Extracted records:
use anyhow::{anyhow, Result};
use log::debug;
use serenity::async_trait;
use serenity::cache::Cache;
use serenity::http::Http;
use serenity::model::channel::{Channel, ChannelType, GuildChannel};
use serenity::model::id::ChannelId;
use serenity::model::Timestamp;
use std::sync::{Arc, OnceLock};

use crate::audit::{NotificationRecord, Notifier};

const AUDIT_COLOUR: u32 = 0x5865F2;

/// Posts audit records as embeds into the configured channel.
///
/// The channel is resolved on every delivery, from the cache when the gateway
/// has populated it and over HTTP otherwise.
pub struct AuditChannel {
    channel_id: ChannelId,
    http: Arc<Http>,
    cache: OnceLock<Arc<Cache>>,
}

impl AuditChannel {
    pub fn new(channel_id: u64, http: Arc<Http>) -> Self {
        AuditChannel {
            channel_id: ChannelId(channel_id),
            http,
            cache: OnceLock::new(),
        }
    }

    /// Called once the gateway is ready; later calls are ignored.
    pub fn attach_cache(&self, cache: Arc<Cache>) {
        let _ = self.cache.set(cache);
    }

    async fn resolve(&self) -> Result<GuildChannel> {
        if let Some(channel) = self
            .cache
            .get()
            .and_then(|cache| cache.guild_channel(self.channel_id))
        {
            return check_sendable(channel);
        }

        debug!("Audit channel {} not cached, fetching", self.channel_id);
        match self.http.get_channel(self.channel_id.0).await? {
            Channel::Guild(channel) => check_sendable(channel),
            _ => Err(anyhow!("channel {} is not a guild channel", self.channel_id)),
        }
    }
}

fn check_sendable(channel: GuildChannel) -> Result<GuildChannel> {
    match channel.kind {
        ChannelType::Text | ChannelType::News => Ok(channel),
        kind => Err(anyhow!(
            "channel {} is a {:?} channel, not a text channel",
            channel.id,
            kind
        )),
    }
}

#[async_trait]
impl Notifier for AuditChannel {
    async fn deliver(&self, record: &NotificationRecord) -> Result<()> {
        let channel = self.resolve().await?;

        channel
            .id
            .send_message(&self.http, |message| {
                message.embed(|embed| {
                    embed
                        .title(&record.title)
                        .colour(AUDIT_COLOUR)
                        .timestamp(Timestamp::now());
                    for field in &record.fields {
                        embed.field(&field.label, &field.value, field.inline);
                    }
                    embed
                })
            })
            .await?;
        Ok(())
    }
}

# [Work instructions]
All lines from the one containing "channel, not a" through the end of the records, both ends included, are to be quoted exactly; please add nothing else.

# [Output of the task]
            "channel {} is a {:?} channel, not a text channel",
            channel.id,
            kind
        )),
    }
}

#[async_trait]
impl Notifier for AuditChannel {
    async fn deliver(&self, record: &NotificationRecord) -> Result<()> {
        let channel = self.resolve().await?;

        channel
            .id
            .send_message(&self.http, |message| {
                message.embed(|embed| {
                    embed
                        .title(&record.title)
                        .colour(AUDIT_COLOUR)
                        .timestamp(Timestamp::now());
                    for field in &record.fields {
                        embed.field(&field.label, &field.value, field.inline);
                    }
                    embed
                })
            })
            .await?;
        Ok(())
    }
}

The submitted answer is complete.